I can understand how they discovered wine. You squash grapes. Wild yeast on grape skins devours the sugary liquid and voila! Sociables.

But how on earth did they figure out beer?

You have to grow barley, dry it and then—most critically—malt it, which means you need to add water to the grains to get them to sprout over a few days.

Then you have to kiln the grains (bake at 50 degrees Celsius, or 122 degrees Fahrenheit, the lower limit of most of our stoves) to get your basic pale malt. And this is just to convert the insoluble starch to soluble starch. There is still very little fermentable sugar in there.
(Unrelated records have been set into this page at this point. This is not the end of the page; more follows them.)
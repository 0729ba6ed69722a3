use anyhow::{anyhow, Context, Result};
use async_trait::async_trait;
use reqwest::{Client, Url};
use std::fmt;
use tracing::{debug, info, warn};

use crate::config::{Config, DEFAULT_MODEL};
use crate::gemini::model::{
    Content, GenerateContentRequest, GenerateContentResponse, HarmBlockThreshold, HarmCategory,
    Part, SafetySetting,
};
use crate::model::Episode;

pub mod model;

const GEMINI_API_BASE: &str = "https://generativelanguage.googleapis.com/";

/// Finish reasons that mean the candidate text was withheld or cut.
const BLOCKED_FINISH_REASONS: &[&str] = &[
    "SAFETY",
    "RECITATION",
    "LANGUAGE",
    "BLOCKLIST",
    "PROHIBITED_CONTENT",
    "SPII",
];

/// Turns an episode's metadata into a natural-language summary.
#[async_trait]
pub trait SummaryGenerator: Send + Sync {
    async fn generate(&self, episode: &Episode) -> Result<String>;
}

#[derive(Clone)]
pub struct GeminiClient {
    http: Client,
    base_url: Url,
    api_key: String,
    model: String,
}

impl fmt::Debug for GeminiClient {
    fn fmt(&self, f: &mut fmt::Formatter<'_>) -> fmt::Result {
        f.debug_struct("GeminiClient")
            .field("base_url", &self.base_url)
            .field("model", &self.model)
            .finish_non_exhaustive()
    }
}

impl GeminiClient {
    pub fn new(api_key: String, model: String) -> Result<Self> {
        let base_url = Url::parse(GEMINI_API_BASE).context("invalid Gemini URL")?;
        Self::with_base_url(api_key, model, base_url)
    }

    pub fn with_base_url(api_key: String, model: String, mut base_url: Url) -> Result<Self> {
        if !base_url.path().ends_with('/') {
            let path = format!("{}/", base_url.path());
            base_url.set_path(&path);
        }
        let http = Client::builder()
            .user_agent("podcast-summarizer/0.1")
            .no_proxy()
            .build()
            .context("failed to build HTTP client")?;
        let model = if model.trim().is_empty() {
            DEFAULT_MODEL.to_string()
        } else {
            model
        };
        Ok(Self {
            http,
            base_url,
            api_key,
            model,
        })
    }

    pub fn from_config(cfg: &Config) -> Result<Self> {
        match &cfg.gemini.base_url {
            Some(url) => {
                let url = Url::parse(url).context("invalid gemini.base_url")?;
                Self::with_base_url(cfg.gemini.api_key.clone(), cfg.gemini.model.clone(), url)
            }
            None => Self::new(cfg.gemini.api_key.clone(), cfg.gemini.model.clone()),
        }
    }

    pub fn build_request(&self, body: &GenerateContentRequest) -> Result<reqwest::Request> {
        let endpoint = self
            .base_url
            .join(&format!("v1beta/models/{}:generateContent", self.model))
            .context("invalid Gemini base URL")?;
        self.http
            .post(endpoint)
            .header("x-goog-api-key", &self.api_key)
            .header("Content-Type", "application/json")
            .json(body)
            .build()
            .context("failed to build Gemini request")
    }

    async fn generate_content(&self, prompt: String) -> Result<String> {
        let body = build_generate_request(prompt);
        let request = self.build_request(&body)?;
        debug!(model = %self.model, "gemini generateContent request");

        let res = self
            .http
            .execute(request)
            .await
            .context("failed to reach Gemini")?;
        let status = res.status();
        if !status.is_success() {
            let body = res.text().await.unwrap_or_default();
            warn!(%status, "Gemini API error: {}", body);
            return Err(anyhow!("gemini error {}: {}", status, body));
        }

        let payload: GenerateContentResponse =
            res.json().await.context("invalid Gemini response JSON")?;
        response_text(payload)
    }
}

#[async_trait]
impl SummaryGenerator for GeminiClient {
    async fn generate(&self, episode: &Episode) -> Result<String> {
        if episode.title.trim().is_empty() || episode.description.trim().is_empty() {
            return Err(anyhow!(
                "episode {} needs a title and description to summarize",
                episode.id
            ));
        }
        let text = self.generate_content(build_prompt(episode)).await?;
        info!(episode = %episode.id, chars = text.len(), "generated summary");
        Ok(text)
    }
}

/// Prompt asking for a structured, paragraph-formatted episode summary.
pub fn build_prompt(episode: &Episode) -> String {
    format!(
        "Please provide a comprehensive summary of the following podcast episode:\n\
         \n\
         Title: {title}\n\
         Publisher: {publisher}\n\
         Description: {description}\n\
         \n\
         The summary should include:\n\
         1. Main topics and themes discussed\n\
         2. Key points and insights\n\
         3. Any notable quotes or takeaways\n\
         4. A brief conclusion\n\
         \n\
         Format the summary in clear paragraphs with proper spacing.",
        title = episode.title,
        publisher = episode.podcast.publisher,
        description = episode.description,
    )
}

/// Block medium-and-above harm in every category the API filters.
pub fn safety_settings() -> Vec<SafetySetting> {
    [
        HarmCategory::Harassment,
        HarmCategory::HateSpeech,
        HarmCategory::SexuallyExplicit,
        HarmCategory::DangerousContent,
    ]
    .into_iter()
    .map(|category| SafetySetting {
        category,
        threshold: HarmBlockThreshold::BlockMediumAndAbove,
    })
    .collect()
}

pub fn build_generate_request(prompt: String) -> GenerateContentRequest {
    GenerateContentRequest {
        contents: vec![Content {
            role: Some("user".to_string()),
            parts: vec![Part { text: Some(prompt) }],
        }],
        safety_settings: safety_settings(),
    }
}

/// Extract the generated text, treating safety blocks and empty output as errors.
pub fn response_text(response: GenerateContentResponse) -> Result<String> {
    if let Some(reason) = response
        .prompt_feedback
        .and_then(|feedback| feedback.block_reason)
    {
        return Err(anyhow!("prompt blocked: {}", reason));
    }
    let candidate = response
        .candidates
        .into_iter()
        .next()
        .ok_or_else(|| anyhow!("no candidates in Gemini response"))?;
    if let Some(reason) = candidate
        .finish_reason
        .as_deref()
        .filter(|r| BLOCKED_FINISH_REASONS.contains(r))
    {
        return Err(anyhow!("candidate blocked: {}", reason));
    }
    let text: String = candidate
        .content
        .map(|c| c.parts.into_iter().filter_map(|p| p.text).collect())
        .unwrap_or_default();
    if text.trim().is_empty() {
        return Err(anyhow!("empty Gemini response"));
    }
    Ok(text)
}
At this point, the grain is now malt. You crack the malt and put it in very warm water and the enzymes in the malt wake up and convert starch to sugar. When they are done, you run more water through the malt/water mixture and then you finally end up with the liquid stuff (wort, pronounced wert) you ferment into beer. Phew.

Beer was a happy discovery. Some beer-loving anthropologists suggest our thirst for beer enticed us to settle down and grow crops in the so-called Fertile Crescent, abandoning nomadic life for an agricultural society.

The ancient people of the Middle East were noted beer drinkers. In fact, one of the oldest beer recipes came from the Sumerians (early inhabitors of what is now Iraq), inscribed on a clay tablet nearly 4,000 years ago.

It was made by soaking a barley-honey loaf called bappir with dates and spelt, then fermenting the mix with wild yeast—creating the furthest drink from Coors Light one can possibly imagine.

The ancient Egyptians were also big on beer… and interbreeding with aliens… and gods with animal heads and people legs. You know, regular ancient people stuff.

According to legend, the Egyptian god Osiris had the good sense to teach humans how to brew.

Beer was also responsible for saving humanity from absolute destruction.

The Sun God, Ra, was angry that his people weren’t worshipping as vigorously as they should have been, so he sent his daughter Sekhmet out to punish them. She took her task seriously and began a relentless slaughter that was so extreme Ra could only stop her through trickery.

He created an entire lake of beer and coloured it with blood-red pomegranate juice. In her bloodlust, she drank the entire beer lake dry, fell asleep and awoke with the mother of all hangovers, with very little fight left in her.

(Actually, the legend says she had only three days to teach humans a lesson, and when she awoke the three days was up.)

I like to imagine human beer history as being punctuated by a series of happy accidents.

All sorts of weird ingredients have made their way into the brew pot over the ages, to varying degrees of success. Some were added for known medicinal properties, such as licorice (adrenal booster), ginger (good for circulation) and juniper (wards off evil spirits).

Others might have been added to hide the skankiness of poor sanitation practices (hops and smoke do this fairly well).

These days, many microbreweries are in heavy experimentation mode trying to create the next new flavour sensation with chipotle, rose petals, garlic, oak chips and others all getting their turn in the brew pot.

My happy accident with beer happened when I first brewed a saison. Saisons are light Belgian-style ales brewed in the spring for those long days of summer working out in the field. These beers have a slightly sour quality that makes them refreshing under a hot sun.

The beer is spicy (from the Belgian strain of yeast) as well as from the addition of some serious spice action.

I’m not much of a recipe person, preferring to let my natural instinct turn out divine inspiration or… a train wreck.

After steeping Bengal spice tea in water and mixing in ground cardamom, coriander, clove, allspice, vanilla bean, juniper berries and black pepper, I threw everything in the fermenter and prayed.

When I tried the finished beer six weeks later it was a six car pile-up. None of the spices had mellowed or melded. It was all too intense.

But the great thing about owning a well-stocked beer fridge is that you lose beers sometimes and get to rediscover them. Six months later I was pleasantly shocked to discover the beer had become a tasty, refreshing spiced ale.

I attribute the ultimate success to the presence of juniper in warding off evil spirits. Sometimes you just gotta believe.